= Task brief =
Looking at the records below, state how many lines include the string "exhaustion" and add nothing further.

= Listed entries =
────

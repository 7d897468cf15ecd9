//! External sample sources and the sampler that picks between them.
//!
//! A [`GeneratorFactory`] opens one [`SampleGenerator`] per input file. The
//! generators themselves are arbitrary user logic; the provider only relies on
//! "give me the next sample, or tell me you are done". A generator that reports
//! exhaustion is dropped from the [`GeneratorSet`] for the rest of the pass.

use rand::distr::{Distribution, Uniform};
use rand::rngs::StdRng;
use tracing::debug;

use crate::error::{ProviderError, Result};
use crate::sample::Sample;

// ============================================================================
// Contracts
// ============================================================================

/// Iterator-like handle over the samples of one file.
pub trait SampleGenerator: Send {
    /// `Ok(None)` means exhausted; the handle is never polled again.
    fn next_sample(&mut self) -> Result<Option<Sample>>;

    /// Like `next_sample`, for generators that weigh their own output while
    /// the raw record is still at hand. `None` weight defers to the provider's
    /// weigher.
    fn next_weighted(&mut self) -> Result<Option<(Sample, Option<usize>)>> {
        Ok(self.next_sample()?.map(|sample| (sample, None)))
    }
}

/// Opens a generator for a file identifier.
pub trait GeneratorFactory: Send + Sync {
    fn open(&self, file: &str) -> Result<Box<dyn SampleGenerator>>;
}

/// Batch weight of a sample. Without a weigher every sample weighs 1.
pub trait Weigher: Send + Sync {
    fn weigh(&self, sample: &Sample) -> Result<usize>;
}

impl<I> SampleGenerator for I
where
    I: Iterator<Item = Result<Sample>> + Send,
{
    fn next_sample(&mut self) -> Result<Option<Sample>> {
        self.next().transpose()
    }
}

impl<F> GeneratorFactory for F
where
    F: Fn(&str) -> Result<Box<dyn SampleGenerator>> + Send + Sync,
{
    fn open(&self, file: &str) -> Result<Box<dyn SampleGenerator>> {
        self(file)
    }
}

impl<F> Weigher for F
where
    F: Fn(&Sample) -> Result<usize> + Send + Sync,
{
    fn weigh(&self, sample: &Sample) -> Result<usize> {
        self(sample)
    }
}

// ============================================================================
// GeneratorSet
// ============================================================================

/// Outcome of pulling from one generator. A sample carries the weight its
/// generator assigned, if any.
#[derive(Debug)]
pub enum Pull {
    Sample(Sample, Option<usize>),
    Exhausted,
}

struct GeneratorHandle {
    file: String,
    inner: Box<dyn SampleGenerator>,
}

/// The live generators of the current pass, in file-list order.
#[derive(Default)]
pub struct GeneratorSet {
    handles: Vec<GeneratorHandle>,
}

impl GeneratorSet {
    pub fn new() -> Self {
        Self::default()
    }

    pub fn push(&mut self, file: impl Into<String>, generator: Box<dyn SampleGenerator>) {
        self.handles.push(GeneratorHandle {
            file: file.into(),
            inner: generator,
        });
    }

    pub fn len(&self) -> usize {
        self.handles.len()
    }

    pub fn is_empty(&self) -> bool {
        self.handles.is_empty()
    }

    pub fn file(&self, index: usize) -> Option<&str> {
        self.handles.get(index).map(|h| h.file.as_str())
    }

    /// Pull the next sample from generator `index`. On exhaustion the
    /// generator is removed and later indices shift down by one.
    pub fn pull(&mut self, index: usize) -> Result<Pull> {
        let live = self.handles.len();
        let handle = self.handles.get_mut(index).ok_or_else(|| {
            ProviderError::configuration(format!(
                "generator index {} out of range ({} live)",
                index, live
            ))
        })?;

        match handle.inner.next_weighted()? {
            Some((sample, weight)) => Ok(Pull::Sample(sample, weight)),
            None => {
                let handle = self.handles.remove(index);
                debug!(file = %handle.file, remaining = self.handles.len(), "Generator exhausted");
                Ok(Pull::Exhausted)
            }
        }
    }

    /// Drop generator `index` without pulling (used when a file is skipped).
    pub fn remove(&mut self, index: usize) -> Option<String> {
        (index < self.handles.len()).then(|| self.handles.remove(index).file)
    }
}

// ============================================================================
// IndexSampler
// ============================================================================

/// Chooses which live generator to pull from next.
///
/// Shuffled: uniform over `[0, active)`, with the distribution rebuilt when the
/// active count changes. Unshuffled: always the first generator, which drains
/// files strictly in list order.
pub struct IndexSampler {
    rng: Option<StdRng>,
    dist: Option<(usize, Uniform<usize>)>,
}

impl IndexSampler {
    pub fn shuffled(rng: StdRng) -> Self {
        Self {
            rng: Some(rng),
            dist: None,
        }
    }

    pub fn sequential() -> Self {
        Self {
            rng: None,
            dist: None,
        }
    }

    /// Index in `[0, active)`. `active` must be positive.
    pub fn next(&mut self, active: usize) -> usize {
        let Some(rng) = self.rng.as_mut() else {
            return 0;
        };
        if active <= 1 {
            return 0;
        }
        let rebuild = !matches!(self.dist, Some((len, _)) if len == active);
        if rebuild {
            // Uniform::new only fails on an empty range, excluded above.
            self.dist = Uniform::new(0, active).ok().map(|d| (active, d));
        }
        match &self.dist {
            Some((_, dist)) => dist.sample(rng),
            None => 0,
        }
    }
}

#[cfg(test)]
mod tests {
    use super::*;
    use crate::sample::Value;
    use rand::SeedableRng;

    fn counting(n: i64) -> Box<dyn SampleGenerator> {
        Box::new((0..n).map(|i| Ok::<_, ProviderError>(Sample::new(vec![Value::Int(i)]))))
    }

    #[test]
    fn test_exhausted_generator_is_removed() {
        let mut set = GeneratorSet::new();
        set.push("a", counting(1));
        set.push("b", counting(2));

        assert!(matches!(set.pull(0).unwrap(), Pull::Sample(_, None)));
        assert!(matches!(set.pull(0).unwrap(), Pull::Exhausted));
        assert_eq!(set.len(), 1);
        assert_eq!(set.file(0), Some("b"));

        assert!(matches!(set.pull(0).unwrap(), Pull::Sample(_, None)));
        assert!(matches!(set.pull(0).unwrap(), Pull::Sample(_, None)));
        assert!(matches!(set.pull(0).unwrap(), Pull::Exhausted));
        assert!(set.is_empty());
        assert!(set.pull(0).is_err());
    }

    #[test]
    fn test_generator_error_propagates() {
        let mut set = GeneratorSet::new();
        let failing =
            std::iter::once(Err::<Sample, _>(ProviderError::foreign("generator(x)", "boom")));
        set.push("x", Box::new(failing));
        let err = set.pull(0).unwrap_err();
        assert!(matches!(err, ProviderError::ForeignCall { .. }));
        assert_eq!(set.len(), 1);
    }

    struct SelfWeighing(std::vec::IntoIter<i64>);

    impl SampleGenerator for SelfWeighing {
        fn next_sample(&mut self) -> Result<Option<Sample>> {
            Ok(self.0.next().map(|v| Sample::new(vec![Value::Int(v)])))
        }

        fn next_weighted(&mut self) -> Result<Option<(Sample, Option<usize>)>> {
            Ok(self
                .0
                .next()
                .map(|v| (Sample::new(vec![Value::Int(v)]), Some(v as usize * 2))))
        }
    }

    #[test]
    fn test_generator_weight_is_carried() {
        let mut set = GeneratorSet::new();
        set.push("w", Box::new(SelfWeighing(vec![3].into_iter())));
        match set.pull(0).unwrap() {
            Pull::Sample(sample, weight) => {
                assert_eq!(sample.fields(), &[Value::Int(3)]);
                assert_eq!(weight, Some(6));
            }
            Pull::Exhausted => panic!("expected a sample"),
        }
        assert!(matches!(set.pull(0).unwrap(), Pull::Exhausted));
    }

    #[test]
    fn test_sequential_sampler_always_first() {
        let mut sampler = IndexSampler::sequential();
        for active in [5, 3, 1] {
            assert_eq!(sampler.next(active), 0);
        }
    }

    #[test]
    fn test_shuffled_sampler_stays_in_range_and_covers() {
        let mut sampler = IndexSampler::shuffled(StdRng::seed_from_u64(7));
        let mut seen = [false; 4];
        for _ in 0..200 {
            let i = sampler.next(4);
            assert!(i < 4);
            seen[i] = true;
        }
        assert!(seen.iter().all(|&s| s));

        // Shrinking the active set rebuilds the distribution.
        for _ in 0..50 {
            assert!(sampler.next(2) < 2);
        }
        assert_eq!(sampler.next(1), 0);
    }
}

────

= Response below =
2